MittelstandsWiki: Nach den Anschaffungskosten kommen aber noch die Betriebskosten. Die sind bei Druckluft doch auch sehr hoch?
Jürgen Hierold: Natürlich ist Druckluft teuer. Aber das allein sollte nicht ausschlaggebend für die Systemwahl sein. Zur Beurteilung der Gesamtbetriebskosten dürfen Sie nicht nur das Antriebsmedium betrachten, sondern Sie müssen die Kosten über den gesamten Lebenszyklus durchrechnen. Im Übrigen ist gerade beim Verschrauben die effektive Einschaltdauer des Motors oft sehr gering, die tatsächlich verbrauchte Energie also viel geringer als es die nominalen Leistungsdaten vermuten lassen. Zu den Betriebskosten gehört außerdem der Wartungsaufwand. Druckluftschrauber können vom betriebsinternen Instandhalter einfach und günstig gewartet werden. EC-Schrauber benötigen in der Regel geschultes Servicepersonal und spezifische Messausrüstung.
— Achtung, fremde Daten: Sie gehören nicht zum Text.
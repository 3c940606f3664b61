//! In-process access token cache keyed by the caller-ordered scope list.

// self
use crate::{
	_prelude::*,
	auth::{AccessToken, ScopeList, TokenStatus},
	error::TokenParseError,
};

type Entries = RwLock<HashMap<String, AccessToken>>;

/// Thread-safe map from cache key to the last token obtained for it.
///
/// Entries are only ever replaced by a newer token; a failed refresh leaves the previous entry in
/// place. Per-key guards let callers serialize refreshes when they opt into single-flight mode.
#[derive(Debug, Default)]
pub struct TokenCache {
	entries: Entries,
	flow_guards: Mutex<HashMap<String, Arc<Mutex<()>>>>,
}
impl TokenCache {
	/// Cache key for a scope list: the scopes joined by a single space, in caller order.
	pub fn key(scopes: &ScopeList) -> String {
		scopes.joined()
	}

	/// Returns the cached token for `key` if it is still fresh at `now`.
	///
	/// A stale or missing entry yields `Ok(None)`. An entry whose `exp` claim cannot be read
	/// yields an error and is left untouched.
	pub fn fresh_at(
		&self,
		key: &str,
		now: OffsetDateTime,
	) -> Result<Option<AccessToken>, TokenParseError> {
		let Some(token) = self.get(key) else {
			return Ok(None);
		};

		match token.status_at(now)? {
			TokenStatus::Fresh => Ok(Some(token)),
			TokenStatus::Stale => Ok(None),
		}
	}

	/// Returns the raw cached entry regardless of freshness.
	pub fn get(&self, key: &str) -> Option<AccessToken> {
		self.entries.read().get(key).cloned()
	}

	/// Inserts or replaces the entry for `key`.
	pub fn store(&self, key: impl Into<String>, token: AccessToken) {
		self.entries.write().insert(key.into(), token);
	}

	/// Returns (and creates on demand) the refresh guard for `key`.
	pub fn flow_guard(&self, key: &str) -> Arc<Mutex<()>> {
		let mut guards = self.flow_guards.lock();

		guards.entry(key.to_owned()).or_insert_with(|| Arc::new(Mutex::new(()))).clone()
	}

	/// Drops the guard for `key` once no other caller holds or waits on it.
	pub fn release_flow_guard(&self, key: &str, guard: Arc<Mutex<()>>) {
		let mut guards = self.flow_guards.lock();

		// One reference is the map's, the other is `guard`.
		if Arc::strong_count(&guard) == 2
			&& guards.get(key).is_some_and(|current| Arc::ptr_eq(current, &guard))
		{
			guards.remove(key);
		}
	}

	/// Number of refresh guards currently tracked.
	pub fn flow_guard_count(&self) -> usize {
		self.flow_guards.lock().len()
	}

	/// Number of cached entries.
	pub fn len(&self) -> usize {
		self.entries.read().len()
	}

	/// Returns true when nothing has been cached yet.
	pub fn is_empty(&self) -> bool {
		self.entries.read().is_empty()
	}
}
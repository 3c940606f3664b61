//! Rust’s turnkey OAuth 2.0 JWT-bearer grant client: sign RFC 7523 assertions with a JWKS key or
//! an X.509 certificate, exchange them at the token endpoint, and reuse cached access tokens.

#![deny(clippy::all, missing_docs, unused_crate_dependencies)]

pub mod auth;
pub mod cache;
pub mod client;
pub mod error;
pub mod exchange;
pub mod grant;
pub mod http;
pub mod jose;
pub mod metadata;
pub mod obs;
#[cfg(any(test, feature = "test"))]
pub mod _preludet {
	//! Convenience re-exports and fixtures for tests; enabled via `cfg(test)` or the `test`
	//! crate feature.

	pub use crate::_prelude::*;

	// std
	use std::io::Error as IoError;
	// crates.io
	use jsonwebtoken::{EncodingKey, Header};
	use oauth2::{HttpRequest, HttpResponse, http::StatusCode};
	use parking_lot::MutexGuard;
	// self
	use crate::{http::TokenHttpClient, jose::KeySet};

	/// RSA key set with a single private key under the `kid` identifier.
	pub const TEST_JWKS: &str = include_str!("../tests/fixtures/jwks.json");
	/// Same key set with a corrupted prime so the key fails validation.
	pub const TEST_JWKS_CORRUPT: &str = include_str!("../tests/fixtures/jwks_corrupt.json");
	/// Self-signed certificate matching [`TEST_CERT_KEY_PEM`].
	pub const TEST_CERT_PEM: &str = include_str!("../tests/fixtures/client_cert.pem");
	/// PKCS#8 private key for [`TEST_CERT_PEM`].
	pub const TEST_CERT_KEY_PEM: &str = include_str!("../tests/fixtures/client_key.pem");
	/// SPKI public key for [`TEST_CERT_PEM`].
	pub const TEST_CERT_PUBLIC_PEM: &str = include_str!("../tests/fixtures/client_pub.pem");

	/// Parses [`TEST_JWKS`].
	pub fn test_key_set() -> KeySet {
		KeySet::from_json(TEST_JWKS).expect("Test key set fixture should parse.")
	}

	/// Mints an HS256 JWT access token that expires at the provided unix timestamp.
	pub fn access_token_expiring_at(exp: i64) -> String {
		jsonwebtoken::encode(
			&Header::default(),
			&serde_json::json!({ "sub": "service", "exp": exp }),
			&EncodingKey::from_secret(b"token-endpoint-secret"),
		)
		.expect("Test access token should encode.")
	}

	/// In-process transport that records requests and replays a canned response.
	#[derive(Debug)]
	pub struct StubHttpClient {
		reply: Option<(u16, String)>,
		requests: Mutex<Vec<HttpRequest>>,
	}
	impl StubHttpClient {
		/// Answers every request with `status` and `body`.
		pub fn respond(status: u16, body: impl Into<String>) -> Self {
			Self { reply: Some((status, body.into())), requests: Mutex::default() }
		}

		/// Fails every request at the transport level.
		pub fn unreachable() -> Self {
			Self { reply: None, requests: Mutex::default() }
		}

		/// Requests received so far.
		pub fn requests(&self) -> MutexGuard<'_, Vec<HttpRequest>> {
			self.requests.lock()
		}
	}
	impl TokenHttpClient for StubHttpClient {
		type TransportError = IoError;

		fn execute(&self, request: HttpRequest) -> Result<HttpResponse, Self::TransportError> {
			self.requests.lock().push(request);

			let (status, body) =
				self.reply.clone().ok_or_else(|| IoError::other("connection refused"))?;
			let mut response = HttpResponse::new(body.into_bytes());

			*response.status_mut() = StatusCode::from_u16(status).map_err(IoError::other)?;

			Ok(response)
		}
	}
}

mod _prelude {
	pub use std::{
		collections::HashMap,
		error::Error as StdError,
		fmt::{Debug, Display, Formatter, Result as FmtResult},
		str::FromStr,
		sync::Arc,
	};

	pub use parking_lot::{Mutex, RwLock};
	#[cfg(feature = "reqwest")]
	pub use reqwest::{Error as ReqwestError, blocking::Client as ReqwestClient};
	pub use serde::{Deserialize, Serialize};
	pub use thiserror::Error as ThisError;
	pub use time::{Duration, OffsetDateTime};
	pub use url::Url;

	pub use crate::error::{Error, Result};
}

pub use jsonwebtoken;
pub use oauth2;
#[cfg(feature = "reqwest")] pub use reqwest;
pub use url;
#[cfg(test)] use {color_eyre as _, httpmock as _};
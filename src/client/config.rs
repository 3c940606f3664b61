//! Serde-friendly client configuration.

// self
use crate::{
	_prelude::*,
	auth::{ClientId, KeyId},
	client::JwtGrantClientBuilder,
	error::ConfigError,
	grant::{Certificate, SigningIdentity},
	jose::{KeySet, PrivateKey},
};

/// Serializable client configuration, e.g. loaded from a JSON file.
///
/// ```json
/// {
///   "well_known": "https://idp.example",
///   "client_id": "client",
///   "cache": true,
///   "identity": { "type": "key_set", "jwks": "{\"keys\":[...]}", "kid": "kid" }
/// }
/// ```
#[derive(Clone, Debug, Serialize, Deserialize)]
pub struct ClientConfig {
	/// Authorization server base URL.
	pub well_known: Url,
	/// Client identifier.
	pub client_id: ClientId,
	/// Whether access tokens are cached.
	pub cache: bool,
	/// Whether concurrent refreshes are coalesced per scope list.
	#[serde(default)]
	pub single_flight: bool,
	/// Signing key material.
	pub identity: IdentityConfig,
}
impl ClientConfig {
	/// Parses a JSON configuration document.
	pub fn from_json(json: &str) -> Result<Self, ConfigError> {
		let de = &mut serde_json::Deserializer::from_str(json);

		serde_path_to_error::deserialize(de).map_err(|source| ConfigError::InvalidConfig { source })
	}

	/// Decodes the key material and converts the configuration into a builder.
	pub fn into_builder(self) -> Result<JwtGrantClientBuilder> {
		Ok(JwtGrantClientBuilder::default()
			.well_known(self.well_known)
			.client_id(self.client_id)
			.cache(self.cache)
			.single_flight(self.single_flight)
			.signing_identity(self.identity.into_signing_identity()?))
	}
}
impl FromStr for ClientConfig {
	type Err = ConfigError;

	fn from_str(s: &str) -> Result<Self, Self::Err> {
		Self::from_json(s)
	}
}

/// Key material as it appears in configuration files.
#[derive(Clone, Serialize, Deserialize)]
#[serde(tag = "type", rename_all = "snake_case")]
pub enum IdentityConfig {
	/// JWKS document plus the identifier of the signing key.
	KeySet {
		/// JWKS document as a JSON string.
		jwks: String,
		/// Identifier of the signing key.
		kid: KeyId,
	},
	/// PEM certificate plus its PEM private key.
	Certificate {
		/// `CERTIFICATE` PEM block.
		certificate_pem: String,
		/// PKCS#8 or PKCS#1 PEM private key.
		private_key_pem: String,
	},
}
impl IdentityConfig {
	/// Decodes the configured key material.
	pub fn into_signing_identity(self) -> Result<SigningIdentity> {
		Ok(match self {
			Self::KeySet { jwks, kid } =>
				SigningIdentity::KeySet { key_set: KeySet::from_json(&jwks)?, key_id: kid },
			Self::Certificate { certificate_pem, private_key_pem } => SigningIdentity::Certificate {
				certificate: Certificate::from_pem(&certificate_pem)?,
				private_key: PrivateKey::from_pem(&private_key_pem)?,
			},
		})
	}
}
impl Debug for IdentityConfig {
	fn fmt(&self, f: &mut Formatter) -> FmtResult {
		match self {
			Self::KeySet { kid, .. } =>
				f.debug_struct("KeySet").field("jwks", &"<redacted>").field("kid", kid).finish(),
			Self::Certificate { .. } => f
				.debug_struct("Certificate")
				.field("certificate_pem", &"..")
				.field("private_key_pem", &"<redacted>")
				.finish(),
		}
	}
}
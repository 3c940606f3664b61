//! Token endpoint gateway for the JWT-bearer grant.

// crates.io
use oauth2::http::{
	Method, Request, StatusCode,
	header::{ACCEPT, CONTENT_TYPE, HeaderValue},
};
use url::form_urlencoded::Serializer;
// self
use crate::{_prelude::*, auth::AccessToken, error::TokenExchangeError, http::TokenHttpClient};

/// `grant_type` value identifying the JWT-bearer grant (RFC 7523 section 2.1).
pub const JWT_BEARER_GRANT_TYPE: &str = "urn:ietf:params:oauth:grant-type:jwt-bearer";

#[derive(Deserialize)]
struct TokenResponse {
	access_token: String,
}

/// Posts signed assertions to a token endpoint.
///
/// Exactly one request is sent per call. Only HTTP 200 counts as success; every other status
/// surfaces as [`TokenExchangeError::Status`] with the raw body attached.
pub struct TokenExchange<C>
where
	C: ?Sized + TokenHttpClient,
{
	http: Arc<C>,
	token_endpoint: Url,
}
impl<C> TokenExchange<C>
where
	C: ?Sized + TokenHttpClient,
{
	/// Creates a gateway for `token_endpoint` over `http`.
	pub fn new(http: Arc<C>, token_endpoint: Url) -> Self {
		Self { http, token_endpoint }
	}

	/// Endpoint receiving the grant.
	pub fn token_endpoint(&self) -> &Url {
		&self.token_endpoint
	}

	/// Exchanges `assertion` for an access token.
	pub fn exchange(&self, assertion: &str) -> Result<AccessToken, TokenExchangeError> {
		let request = Request::builder()
			.method(Method::POST)
			.uri(self.token_endpoint.as_str())
			.header(CONTENT_TYPE, HeaderValue::from_static("application/x-www-form-urlencoded"))
			.header(ACCEPT, HeaderValue::from_static("application/json"))
			.body(form_body(assertion).into_bytes())?;
		let response = self.http.execute(request).map_err(TokenExchangeError::transport)?;
		let status = response.status();
		let body = response.body();

		if status != StatusCode::OK {
			return Err(TokenExchangeError::Status {
				status: status.as_u16(),
				body: String::from_utf8_lossy(body).into_owned(),
			});
		}

		let de = &mut serde_json::Deserializer::from_slice(body);
		let parsed: TokenResponse =
			serde_path_to_error::deserialize(de).map_err(|source| {
				TokenExchangeError::ResponseParse {
					source,
					status: status.as_u16(),
					body: String::from_utf8_lossy(body).into_owned(),
				}
			})?;

		Ok(AccessToken::new(parsed.access_token))
	}
}
impl<C> Clone for TokenExchange<C>
where
	C: ?Sized + TokenHttpClient,
{
	fn clone(&self) -> Self {
		Self { http: Arc::clone(&self.http), token_endpoint: self.token_endpoint.clone() }
	}
}
impl<C> Debug for TokenExchange<C>
where
	C: ?Sized + TokenHttpClient,
{
	fn fmt(&self, f: &mut Formatter) -> FmtResult {
		f.debug_struct("TokenExchange").field("token_endpoint", &self.token_endpoint).finish()
	}
}

/// Form-encodes the grant request body, `grant_type` first.
pub fn form_body(assertion: &str) -> String {
	Serializer::new(String::new())
		.append_pair("grant_type", JWT_BEARER_GRANT_TYPE)
		.append_pair("assertion", assertion)
		.finish()
}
Besonders gilt hervorzuheben: EC-/EC-Servoschrauber sind nicht nur Montagewerkzeuge, sondern auch Messmittel. Und Messmittel müssen, wenn sie nach EN ISO 9001/2000 eingegliedert sind, regelmäßig geprüft und kalibriert werden. Druckluftschrauber sind dagegen hochbelastbar im industriellen Dauereinsatz und unempfindlich gegen äußere Einflüsse. Es kommen oft Druckluftschrauber zu uns, die nach über 30 Jahren erstmals gewartet werden und bereits mehrere Millionen Verschraubungen hinter sich haben.
MittelstandsWiki: Wie sehen Sie denn die Zukunft? Welche Trends kommen auf uns zu?
Jürgen Hierold: Die Schraubmontage bleibt weiterhin herausfordernd. Der Trend zur Industrie 4.0 und damit die Vernetzung der gesamten industriellen Prozesse ist mit Sicherheit eine Herausforderung, die uns beschäftigen wird. Das Ausmaß ist noch nicht ganz zu erfassen, aber die Entwicklung zielt darauf ab, die Informatisierung der klassischen Industrien wie der Produktionstechnik voranzutreiben. Logistik, Lager, Einkauf – es gibt eine totale Vernetzung aller internen sowie externen Bereiche und Prozesse, in die Kunden oder Geschäftspartner integriert werden. Moderne Fabriken werden dadurch intelligenter, effizienter, wandelbarer und nachhaltiger. Damit die Vernetzung der Industrie funktioniert, sind Manufacturing Execution Systems (MES) für eine transparente Fertigung notwendig. Grundlage dafür ist eine lückenlose Erfassung der Maschinen- und Betriebsdaten (MDE/BDE). Wenn das alles funktioniert, dann hätten wir mit der Industrie 4.0 tatsächlich die vierte industrielle Revolution. Es bleibt spannend!
Das Interview führte Trixy Schmidt, freie Fachjournalistin.